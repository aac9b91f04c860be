use std::sync::Arc;

use axum::{
    Router,
    http::{HeaderName, Method},
    routing::get,
};
use tower::ServiceBuilder;
use tower_http::cors::{Any, CorsLayer};

use crate::{
    dashboard::dashboard_handler,
    fleet::fleet_handler,
    index::index_handler,
    matching::routes::matching_routes,
    orders::{order_handler, orders_handler},
    performance::performance_handler,
    sessions::SESSION_HEADER,
    state::AppState,
    warnings::warnings_handler,
};

pub fn build_router(state: Arc<AppState>) -> Router {
    let cors_layer = CorsLayer::new()
        .allow_methods([Method::GET, Method::POST, Method::DELETE])
        .allow_origin(Any)
        .allow_headers(Any)
        .expose_headers([HeaderName::from_static(SESSION_HEADER)]);

    let api = Router::new()
        .route("/dashboard", get(dashboard_handler))
        .route("/orders", get(orders_handler))
        .route("/orders/{order_id}", get(order_handler))
        .route("/fleet", get(fleet_handler))
        .route("/performance", get(performance_handler))
        .route("/warnings", get(warnings_handler))
        .merge(matching_routes());

    Router::new()
        .route("/", get(index_handler))
        .nest("/api", api)
        .layer(ServiceBuilder::new().layer(cors_layer))
        .with_state(state)
}
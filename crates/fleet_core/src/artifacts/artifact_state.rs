use std::path::Path;

use tracing::{info, warn};

use crate::artifacts::model_artifacts::ModelArtifacts;

/// Outcome of the optional artifact load. Matching degrades to heuristic-only scoring when
/// the artifacts are missing.
#[derive(Debug, Clone)]
pub enum ArtifactState {
    Loaded(ModelArtifacts),
    Missing { reason: String },
}

impl ArtifactState {
    pub fn load<P: AsRef<Path>>(path: P) -> Self {
        let path = path.as_ref();
        match ModelArtifacts::from_file(path) {
            Ok(artifacts) => {
                info!(path = %path.display(), "Model artifacts loaded");
                ArtifactState::Loaded(artifacts)
            }
            Err(error) => {
                warn!("{}. Matching falls back to heuristic scoring.", error);
                ArtifactState::Missing {
                    reason: error.to_string(),
                }
            }
        }
    }

    pub fn artifacts(&self) -> Option<&ModelArtifacts> {
        match self {
            ArtifactState::Loaded(artifacts) => Some(artifacts),
            ArtifactState::Missing { .. } => None,
        }
    }

    pub fn is_loaded(&self) -> bool {
        matches!(self, ArtifactState::Loaded(_))
    }

    pub fn warning(&self) -> Option<&str> {
        match self {
            ArtifactState::Loaded(_) => None,
            ArtifactState::Missing { reason } => Some(reason),
        }
    }
}
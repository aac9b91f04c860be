use std::path::PathBuf;

use clap::Subcommand;
use tracing::info;

#[derive(Subcommand)]
pub enum GenerateSubcommands {
    /// JSON schema of the model artifacts file
    JsonSchema {
        #[arg(long, short = 'o')]
        out: PathBuf,
    },
}

pub fn run(subcommand: GenerateSubcommands) -> Result<(), anyhow::Error> {
    match subcommand {
        GenerateSubcommands::JsonSchema { out } => {
            let schema = fleet_core::json::schema::generate_json_schema()?;

            if let Some(parent) = out.parent() {
                std::fs::create_dir_all(parent)?;
            }

            std::fs::write(&out, schema)?;
            info!("Model artifacts schema written to {}", out.display());
        }
    }

    Ok(())
}
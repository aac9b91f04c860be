use std::sync::Arc;

use axum::{Json, extract::State, http::HeaderMap};
use fleet_core::matching::vehicle_match::MatchOutcome;

use crate::{
    error::ApiError,
    sessions::{SESSION_HEADER, session_id_from_headers},
    state::AppState,
};

pub async fn latest_handler(
    State(state): State<Arc<AppState>>,
    headers: HeaderMap,
) -> Result<Json<Arc<MatchOutcome>>, ApiError> {
    let session_id = session_id_from_headers(&headers)?
        .ok_or_else(|| ApiError::BadRequest(format!("Missing {SESSION_HEADER} header")))?;

    state
        .sessions
        .latest(&session_id)
        .await
        .map(Json)
        .ok_or_else(|| ApiError::NotFound(String::from("No matching results for this session")))
}
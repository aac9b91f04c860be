use fxhash::FxHashMap;

pub fn mean(values: impl Iterator<Item = f64>) -> Option<f64> {
    let (sum, count) = values
        .filter(|value| value.is_finite())
        .fold((0.0, 0usize), |(sum, count), value| (sum + value, count + 1));

    if count == 0 {
        None
    } else {
        Some(sum / count as f64)
    }
}

pub fn percentage(part: usize, total: usize) -> Option<f64> {
    if total == 0 {
        None
    } else {
        Some(part as f64 / total as f64 * 100.0)
    }
}

/// Quantile of already sorted values, linearly interpolated between neighbours.
pub fn quantile(sorted: &[f64], q: f64) -> Option<f64> {
    if sorted.is_empty() {
        return None;
    }

    let position = q.clamp(0.0, 1.0) * (sorted.len() - 1) as f64;
    let lower = position.floor() as usize;
    let upper = position.ceil() as usize;
    let fraction = position - lower as f64;

    Some(sorted[lower] + (sorted[upper] - sorted[lower]) * fraction)
}

pub fn sorted_finite(values: impl Iterator<Item = f64>) -> Vec<f64> {
    let mut values: Vec<f64> = values.filter(|value| value.is_finite()).collect();
    values.sort_by(f64::total_cmp);
    values
}

/// Occurrences per label, most frequent first, ties by label.
pub fn value_counts<'a>(labels: impl Iterator<Item = &'a str>) -> Vec<(String, usize)> {
    let mut counts: FxHashMap<&str, usize> = FxHashMap::default();
    for label in labels {
        *counts.entry(label).or_default() += 1;
    }

    let mut counts: Vec<(String, usize)> = counts
        .into_iter()
        .map(|(label, count)| (label.to_owned(), count))
        .collect();
    counts.sort_by(|(label_a, count_a), (label_b, count_b)| {
        count_b.cmp(count_a).then_with(|| label_a.cmp(label_b))
    });
    counts
}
··········
The task calls for all the records above to be repeated exactly.

repository aac9b91f04c860be
use std::sync::Arc;

use axum::{
    Router,
    http::{HeaderName, Method},
    routing::get,
};
use tower::ServiceBuilder;
use tower_http::cors::{Any, CorsLayer};

use crate::{
    dashboard::dashboard_handler,
    fleet::fleet_handler,
    index::index_handler,
    matching::routes::matching_routes,
    orders::{order_handler, orders_handler},
    performance::performance_handler,
    sessions::SESSION_HEADER,
    state::AppState,
    warnings::warnings_handler,
};

pub fn build_router(state: Arc<AppState>) -> Router {
    let cors_layer = CorsLayer::new()
        .allow_methods([Method::GET, Method::POST, Method::DELETE])
        .allow_origin(Any)
        .allow_headers(Any)
        .expose_headers([HeaderName::from_static(SESSION_HEADER)]);

    let api = Router::new()
        .route("/dashboard", get(dashboard_handler))
        .route("/orders", get(orders_handler))
        .route("/orders/{order_id}", get(order_handler))
        .route("/fleet", get(fleet_handler))
        .route("/performance", get(performance_handler))
        .route("/warnings", get(warnings_handler))
        .merge(matching_routes());

    Router::new()
        .route("/", get(index_handler))
        .nest("/api", api)
        .layer(ServiceBuilder::new().layer(cors_layer))
        .with_state(state)
}
filename crates/fleet_core/src/artifacts/artifact_state.rs
use std::path::Path;

use tracing::{info, warn};

use crate::artifacts::model_artifacts::ModelArtifacts;

/// Outcome of the optional artifact load. Matching degrades to heuristic-only scoring when
/// the artifacts are missing.
#[derive(Debug, Clone)]
pub enum ArtifactState {
    Loaded(ModelArtifacts),
    Missing { reason: String },
}

impl ArtifactState {
    pub fn load<P: AsRef<Path>>(path: P) -> Self {
        let path = path.as_ref();
        match ModelArtifacts::from_file(path) {
            Ok(artifacts) => {
                info!(path = %path.display(), "Model artifacts loaded");
                ArtifactState::Loaded(artifacts)
            }
            Err(error) => {
                warn!("{}. Matching falls back to heuristic scoring.", error);
                ArtifactState::Missing {
                    reason: error.to_string(),
                }
            }
        }
    }

    pub fn artifacts(&self) -> Option<&ModelArtifacts> {
        match self {
            ArtifactState::Loaded(artifacts) => Some(artifacts),
            ArtifactState::Missing { .. } => None,
        }
    }

    pub fn is_loaded(&self) -> bool {
        matches!(self, ArtifactState::Loaded(_))
    }

    pub fn warning(&self) -> Option<&str> {
        match self {
            ArtifactState::Loaded(_) => None,
            ArtifactState::Missing { reason } => Some(reason),
        }
    }
}
repository aac9b91f04c860be
use std::path::PathBuf;

use clap::Subcommand;
use tracing::info;

#[derive(Subcommand)]
pub enum GenerateSubcommands {
    /// JSON schema of the model artifacts file
    JsonSchema {
        #[arg(long, short = 'o')]
        out: PathBuf,
    },
}

pub fn run(subcommand: GenerateSubcommands) -> Result<(), anyhow::Error> {
    match subcommand {
        GenerateSubcommands::JsonSchema { out } => {
            let schema = fleet_core::json::schema::generate_json_schema()?;

            if let Some(parent) = out.parent() {
                std::fs::create_dir_all(parent)?;
            }

            std::fs::write(&out, schema)?;
            info!("Model artifacts schema written to {}", out.display());
        }
    }

    Ok(())
}
repository aac9b91f04c860be
use std::sync::Arc;

use axum::{Json, extract::State, http::HeaderMap};
use fleet_core::matching::vehicle_match::MatchOutcome;

use crate::{
    error::ApiError,
    sessions::{SESSION_HEADER, session_id_from_headers},
    state::AppState,
};

pub async fn latest_handler(
    State(state): State<Arc<AppState>>,
    headers: HeaderMap,
) -> Result<Json<Arc<MatchOutcome>>, ApiError> {
    let session_id = session_id_from_headers(&headers)?
        .ok_or_else(|| ApiError::BadRequest(format!("Missing {SESSION_HEADER} header")))?;

    state
        .sessions
        .latest(&session_id)
        .await
        .map(Json)
        .ok_or_else(|| ApiError::NotFound(String::from("No matching results for this session")))
}
repository aac9b91f04c860be
use fxhash::FxHashMap;

pub fn mean(values: impl Iterator<Item = f64>) -> Option<f64> {
    let (sum, count) = values
        .filter(|value| value.is_finite())
        .fold((0.0, 0usize), |(sum, count), value| (sum + value, count + 1));

    if count == 0 {
        None
    } else {
        Some(sum / count as f64)
    }
}

pub fn percentage(part: usize, total: usize) -> Option<f64> {
    if total == 0 {
        None
    } else {
        Some(part as f64 / total as f64 * 100.0)
    }
}

/// Quantile of already sorted values, linearly interpolated between neighbours.
pub fn quantile(sorted: &[f64], q: f64) -> Option<f64> {
    if sorted.is_empty() {
        return None;
    }

    let position = q.clamp(0.0, 1.0) * (sorted.len() - 1) as f64;
    let lower = position.floor() as usize;
    let upper = position.ceil() as usize;
    let fraction = position - lower as f64;

    Some(sorted[lower] + (sorted[upper] - sorted[lower]) * fraction)
}

pub fn sorted_finite(values: impl Iterator<Item = f64>) -> Vec<f64> {
    let mut values: Vec<f64> = values.filter(|value| value.is_finite()).collect();
    values.sort_by(f64::total_cmp);
    values
}

/// Occurrences per label, most frequent first, ties by label.
pub fn value_counts<'a>(labels: impl Iterator<Item = &'a str>) -> Vec<(String, usize)> {
    let mut counts: FxHashMap<&str, usize> = FxHashMap::default();
    for label in labels {
        *counts.entry(label).or_default() += 1;
    }

    let mut counts: Vec<(String, usize)> = counts
        .into_iter()
        .map(|(label, count)| (label.to_owned(), count))
        .collect();
    counts.sort_by(|(label_a, count_a), (label_b, count_b)| {
        count_b.cmp(count_a).then_with(|| label_a.cmp(label_b))
    });
    counts
}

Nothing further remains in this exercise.